Kostelac bought a five-gallon starter kit, and “as soon as I got my hands on it I went crazy,” he says. Forget San Diego IPAs; he spiced saisons with jasmine, made mulled wine–flavored beer, and mimicked the city’s unofficial drink, black Ceylon tea mixed with condensed milk. “I’ll give it to a local person and they’ll say, ‘You can do that with beer?’ It makes craft beer more of a uniter than a divider.”
Necessity often breeds ingenuity. Kostelac treats his adopted homeland as his homebrewing muse, adding anything and everything Hong Kong can offer to the brew kettle. Ever wonder what candied roast pork (char siu) would taste like in a porter? Well, Kostelac did. From his favorite store, he grabbed a big bowl of “fatty, sugary, amazingly savory” char siu sauce. “They thought I was crazy,” he laughs. The saccharine sauce mostly fermented out of the beer. “It tasted like a perfectly passable porter, but it didn’t taste like char siu.”

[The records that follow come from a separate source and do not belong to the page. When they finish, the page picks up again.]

impl fmt::Display for Placeholder {
    fn fmt(&self, f: &mut fmt::Formatter<'_>) -> fmt::Result {
        match &self.name {
            Some(name) => write!(f, ":{}", name),
            None => write!(f, "?"),
        }
    }
}

impl fmt::Display for Expr {
    fn fmt(&self, f: &mut fmt::Formatter<'_>) -> fmt::Result {
        match self {
            Expr::Column(col) => write!(f, "{}", col),
            Expr::Literal(lit) => write!(f, "{}", lit),
            Expr::Parameter(p) => write!(f, "{}", p),
            Expr::BinaryOp { left, op, right } => write!(f, "{} {} {}", left, op, right),
            Expr::UnaryOp { op, expr } => match op {
                UnaryOperator::Not => write!(f, "NOT {}", expr),
                UnaryOperator::Minus => write!(f, "-{}", expr),
                UnaryOperator::Plus => write!(f, "+{}", expr),
            },
            Expr::Function {
                name,
                args,
                distinct,
                wildcard,
            } => {
                write!(f, "{}(", name)?;
                if *wildcard {
                    write!(f, "*")?;
                } else {
                    if *distinct {
                        write!(f, "DISTINCT ")?;
                    }
                    write_list(f, args)?;
                }
                write!(f, ")")
            }
            Expr::IsNull(expr) => write!(f, "{} IS NULL", expr),
            Expr::IsNotNull(expr) => write!(f, "{} IS NOT NULL", expr),
            Expr::Between {
                expr,
                low,
                high,
                negated,
            } => {
                let not = if *negated { "NOT " } else { "" };
                write!(f, "{} {}BETWEEN {} AND {}", expr, not, low, high)
            }
            Expr::InList {
                expr,
                list,
                negated,
            } => {
                let not = if *negated { "NOT " } else { "" };
                write!(f, "{} {}IN (", expr, not)?;
                write_list(f, list)?;
                write!(f, ")")
            }
            Expr::Like {
                expr,
                pattern,
                negated,
            } => {
                let not = if *negated { "NOT " } else { "" };
                write!(f, "{} {}LIKE {}", expr, not, pattern)
            }
            Expr::Case {
                operand,
                when_clauses,
                else_clause,
            } => {
                write!(f, "CASE")?;
                if let Some(operand) = operand {
                    write!(f, " {}", operand)?;
                }
                for (when, then) in when_clauses {
                    write!(f, " WHEN {} THEN {}", when, then)?;
                }
                if let Some(else_clause) = else_clause {
                    write!(f, " ELSE {}", else_clause)?;
                }
                write!(f, " END")
            }
            Expr::Cast { expr, type_name } => write!(f, "CAST({} AS {})", expr, type_name),
            Expr::Collate { expr, collation } => {
                write!(f, "{} COLLATE ", expr)?;
                write_name(f, collation)
            }
            Expr::Nested(expr) => write!(f, "({})", expr),
        }
    }
}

He brews in his 300-square-foot apartment, battling Hong Kong’s unwavering weather. “Hong Kongers will tell you Hong Kong has four seasons. That’s not the case. It’s hot, very hot, and sometimes less hot.” He maintains fermentation temperatures with a wine fridge just big enough for five 1-gallon carboys, splitting the batches for experimentation.
Some succeed, some fail. Some failures also wind up succeeding. Take the time Kostelac brewed a blonde ale and added peeled lychees, forgetting to sanitize the fruit. “I didn’t know what I didn’t know,” he says. Those lychees led to a Lactobacillus infection, which turned the blonde tart and tasty. “People just ate the sour up,” he recalls. Mistakes can serve as learning opportunities. When he was teaching a friend to brew, she wondered why he skipped sanitation. “I actually want something that seems bad to happen,” he says. “That process of discovery is fun.”

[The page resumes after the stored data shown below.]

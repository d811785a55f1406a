//! Storage module
//!
//! This module contains the storage components:
//! - Values and tuples
//! - Copy-on-write tables
//! - The snapshot file format

pub mod file;
pub mod table;
pub mod tuple;

pub use table::Table;
pub use tuple::{Tuple, Value};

Kostelac harbors zero aspirations to brew beyond his apartment, and he gives away as much as he brews, clearing space to create his next curiosity. “I don’t care about competition medals. I’m more excited to push the boundaries of what we can do with brewing and brewing techniques.”
ADVICE
Always take notes, especially when you’re just messing around. One brew day, Kostelac created a kitchen-sink batch of leftover liquid malt, added cherry and vanilla flavorings, and French-pressed the hops. The magnificent mutt wowed the judges in the homebrew competition he jokingly entered. “It was this great beer that I honestly can’t reproduce because I forgot to take notes,” he says. Lesson learned.
BREWER SPOTLIGHT
Former Goldman Sachs employee Rohit Dugar helped kick-start Hong Kong’s beer scene with the opening of Young Master Ales in 2013. It celebrates local tastes in beers such as the Cha Chaan Teng Gose, which takes its saline edge from salted limes, and a spring saison flavored with chrysanthemum, osmanthus, and jasmine.